The combined company will have more than 100 GEO-orbit satellites and 26 O3b medium-Earth-orbit broadband satellites at the deal’s expected closing in late 2025. They have eight more GEO-orbit satellites, all software-defined designs, and seven more O3b mPower MEO-orbit spacecraft to be in orbit by late 2026.
As would be expected in a union of the two largest GEO-orbit satellite fleets, the merger is expected to generate 2.4 billion euros ($2.56 billion) in synergies, 70% of them to be realized in the three years following the deal’s close.
The synergies — notably a streamlining of their satellite fleets and ground architectures to eliminate overlap — will be 210 million euros ($224 million) a year, which is 20% of the combined companies’ adjusted EBITDA for 2023.
In an April 30 call with investors, SES Chief Executive Adel Al-Saleh portrayed the transaction as the joining of two companies with perhaps the strongest balance sheets at a time of rapid change in the satellite communications business.

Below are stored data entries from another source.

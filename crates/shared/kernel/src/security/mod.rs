//! Access decisions. Pure functions only; the middleware lives with the identity slice.

pub mod route;
//! Resource shapes exchanged with the REST backend. Field names are camelCase on the wire.

pub mod cart;
pub mod menu;
pub mod order;
pub mod restaurant;
pub mod review;
pub mod user;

He made oblique mention of new LEO-orbit players and said achieving scope and scale — global coverage, multiple frequencies across more than 70 orbital slots — “is critical to success. Being isolated into one corner of the market is a difficult way to compete in this market,” Al-Saleh said.
The SpaceX Starlink broadband constellation was only mentioned once, in passing, and Amazon’s coming Project Kuiper was not referenced. But those these companies’ financial reach have changed the dynamic for SES and Intelsat, offering competitors whose size means they do not need to concern themselves with short-term shareholder issues and dividend commitments.

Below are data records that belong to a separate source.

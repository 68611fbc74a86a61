use fxhash::FxHashSet;
use proc_macro2::TokenStream;
use quote::{format_ident, quote};
use syn::{Attribute, Data, DeriveInput, Field, Fields, Ident, Type, Variant};

/// What the generator needs to know about one variant.
struct ErrorVariant<'a> {
    ident: &'a Ident,
    cfg: Vec<&'a Attribute>,
    source: Option<(&'a Ident, &'a Type)>,
    has_context: bool,
}

impl<'a> ErrorVariant<'a> {
    fn parse(variant: &'a Variant) -> syn::Result<Self> {
        let Fields::Named(fields) = &variant.fields else {
            return Err(syn::Error::new_spanned(
                variant,
                "fhub_error variants must use named fields (source/context are matched by name)",
            ));
        };

        let mut has_context = false;
        let mut source = None;

        for field in &fields.named {
            let Some(ident) = field.ident.as_ref() else { continue };

            if ident == "context" {
                if !is_context_type(&field.ty) {
                    return Err(syn::Error::new_spanned(
                        &field.ty,
                        "context field must be Option<Cow<'static, str>>",
                    ));
                }
                has_context = true;
            } else if ident == "source" || has_attr(field, "source") || has_attr(field, "from") {
                source = Some((ident, &field.ty));
            }
        }

        if source.is_some() && !has_context {
            return Err(syn::Error::new_spanned(
                &variant.ident,
                "fhub_error requires `context: Option<Cow<'static, str>>` for variants with a source",
            ));
        }

        Ok(Self {
            ident: &variant.ident,
            cfg: variant.attrs.iter().filter(|attr| attr.path().is_ident("cfg")).collect(),
            source,
            has_context,
        })
    }

    fn is_internal(&self) -> bool {
        self.ident == "Internal"
    }
}

pub fn expand_error(input: DeriveInput) -> TokenStream {
    let Data::Enum(data) = &input.data else {
        return syn::Error::new_spanned(&input.ident, "fhub_error can only be applied to enums")
            .to_compile_error();
    };

    let mut variants = Vec::with_capacity(data.variants.len());
    for variant in &data.variants {
        match ErrorVariant::parse(variant) {
            Ok(parsed) => variants.push(parsed),
            Err(err) => return err.to_compile_error(),
        }
    }

    let name = &input.ident;
    let ext = format_ident!("{name}Ext");

    let derives = missing_derives(&input.attrs);
    let context_trait = context_trait(name, &ext, &variants);
    let source_impls = variants
        .iter()
        .filter(|variant| !variant.is_internal())
        .filter_map(|variant| source_impls(name, &ext, variant));
    let message_impls = message_impls(name, &variants);

    quote! {
        #[allow(non_shorthand_field_patterns)]
        #derives
        #input

        #context_trait
        #(#source_impls)*
        #message_impls

        #[allow(dead_code, clippy::ref_option)]
        fn format_context(
            context: &Option<std::borrow::Cow<'static, str>>,
        ) -> std::borrow::Cow<'static, str> {
            match context {
                Some(context) => std::borrow::Cow::Owned(format!(" ({context})")),
                None => std::borrow::Cow::Borrowed(""),
            }
        }
    }
}

fn context_trait(name: &Ident, ext: &Ident, variants: &[ErrorVariant<'_>]) -> TokenStream {
    let arms = variants.iter().filter(|variant| variant.has_context).map(|variant| {
        let ident = variant.ident;
        let cfg = &variant.cfg;
        quote! { #(#cfg)* #name::#ident { context: slot, .. } => *slot = Some(context.into()), }
    });

    quote! {
        pub trait #ext<T> {
            fn context(
                self,
                context: impl Into<std::borrow::Cow<'static, str>>,
            ) -> ::core::result::Result<T, #name>;
        }

        #[automatically_derived]
        impl<T> #ext<T> for ::core::result::Result<T, #name> {
            #[inline]
            #[allow(unreachable_patterns, unused_variables)]
            fn context(self, context: impl Into<std::borrow::Cow<'static, str>>) -> Self {
                self.map_err(|mut error| {
                    match &mut error {
                        #(#arms)*
                        _ => {}
                    }
                    error
                })
            }
        }
    }
}

fn source_impls(name: &Ident, ext: &Ident, variant: &ErrorVariant<'_>) -> Option<TokenStream> {
    let (field, ty) = variant.source?;
    let ident = variant.ident;
    let cfg = &variant.cfg;

    Some(quote! {
        #(#cfg)*
        #[automatically_derived]
        impl From<#ty> for #name {
            #[inline]
            fn from(#field: #ty) -> Self {
                Self::#ident { #field, context: None }
            }
        }

        #(#cfg)*
        #[automatically_derived]
        impl<T> #ext<T> for ::core::result::Result<T, #ty> {
            #[inline]
            fn context(
                self,
                context: impl Into<std::borrow::Cow<'static, str>>,
            ) -> ::core::result::Result<T, #name> {
                self.map_err(|#field| #name::#ident { #field, context: Some(context.into()) })
            }
        }
    })
}

fn message_impls(name: &Ident, variants: &[ErrorVariant<'_>]) -> TokenStream {
    let Some(internal) = variants.iter().find(|variant| variant.is_internal()) else {
        return TokenStream::new();
    };
    let cfg = &internal.cfg;

    quote! {
        #(#cfg)*
        impl From<&'static str> for #name {
            #[inline]
            fn from(message: &'static str) -> Self {
                Self::Internal { message: std::borrow::Cow::Borrowed(message), context: None }
            }
        }

        #(#cfg)*
        impl From<String> for #name {
            #[inline]
            fn from(message: String) -> Self {
                Self::Internal { message: std::borrow::Cow::Owned(message), context: None }
            }
        }
    }
}

fn missing_derives(attrs: &[Attribute]) -> TokenStream {
    let mut present = FxHashSet::default();
    for attr in attrs.iter().filter(|attr| attr.path().is_ident("derive")) {
        let _ = attr.parse_nested_meta(|meta| {
            if let Some(last) = meta.path.segments.last() {
                present.insert(last.ident.to_string());
            }
            Ok(())
        });
    }

    let mut derives = Vec::new();
    if !present.contains("Debug") {
        derives.push(quote! { Debug });
    }
    if !present.contains("Error") {
        derives.push(quote! { ::thiserror::Error });
    }

    if derives.is_empty() { TokenStream::new() } else { quote! { #[derive(#(#derives),*)] } }
}

fn has_attr(field: &Field, name: &str) -> bool {
    field.attrs.iter().any(|attr| attr.path().is_ident(name))
}

/// Accepts `Option<Cow<'static, str>>` with or without a path prefix on `Cow`.
fn is_context_type(ty: &Type) -> bool {
    let rendered: String = quote!(#ty).to_string().chars().filter(|c| !c.is_whitespace()).collect();
    let Some(inner) = rendered.strip_prefix("Option<").and_then(|rest| rest.strip_suffix('>'))
    else {
        return false;
    };
    inner == "Cow<'static,str>" || inner.ends_with("::Cow<'static,str>")
}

The fact that SES and Intelsat believe they need this merger is a testament to the fear traditional satellite operators have relative to Starlink and Kuiper as much anything else.
Highlights from SES’s April 30 investor call on the Intelsat purchase
— Al-Saleh conceded that the two companies will need to make their case to the U.S. Defense Department, a major customer for both, to assuage antitrust concerns. Commercial satellite capacity has become a first-order priority for the Pentagon.
“Our U.S. government business is north of 350-400 million [euros] per year, not dissimilar to Intelsat’s,” Al-Saleh said.
“The U.S. government space defense budget is several billion and just issued a strategic paper on the importance of commercial integration into their activities. They say they see their architecture is highly dependent on a breadth of commercial capabilities.
“We would not have an overarching share. [U.S. military business] will be spread across a lot of players including the smaller players. We got comfortable that we can have a good outcome. We have some work to do but we don’t see an issue there,” Al-Saleh said.
Effects on Iris2? None, says SES
— The purchase of Intelsat means SES ostensibly has less immediately available cash to invest in the European Union’s Iris2 multi-orbit constellation of secure communications satellites. Iris2 is designed as a public-private partnership in which both the 27-nation European Commission and industry will invest.
But the project has been complicated by diverging interests among the companies in the SpaceRise consortium negotiating the concession contract. The consortium includes satellite operators Eutelsat and Hispasat as well as SES.
Al-Saleh said buying Intelsat is a “complementary” transaction when compared to Iris2, and not a substitute. By creating a stronger SES, he said, Iris2 will be able to generate more commercial revenue for the industrial partners.
“We are all about providing government sovereign capabilities. This transaction positions us even stronger for Iris2. The EU will need to ensure there is high use of that constellation. Having a large player like us to drive traffic into the network is very important. I see that as a complementary situation,” Al-Saleh said.
He said that one of the considerations in assessing an Intelsat purchase was how much SES should set aside for an Iris2 investment. The initial bid from the SpaceRise consortium fell far short of what the European Commission wanted in private sector investment.
— With synergies and capex savings being a prime driver of the rationale for the transaction, it was clear that Intelsat’s planned MEO-orbit constellation will now be scrapped, with those ambitions merged into SES’s O3b and O3b mPower network.
One consequence: Any satellite builder not named Boeing that had been bidding for the Intelsat constellation is probably out of luck. Boeing is the prime contractor for the O3b mPower constellation.
Boeing has compensated SES for an electronics glitch of the first six mPower satellites by co-investing in two additional spacecraft. mPower is expected to grow, notably by adding satellites in inclined orbits to provide wider coverage, including over the poles. The current constellation is in equatorial orbit at 8,000 kilometers in altitude.
The initial six mPower satellites, despite the intermittent power issue, entered service in April.
Al-Saleh said the results so far have met SES’s expectations. “The biggest challenge is actually allocating the supply that we have,” he said.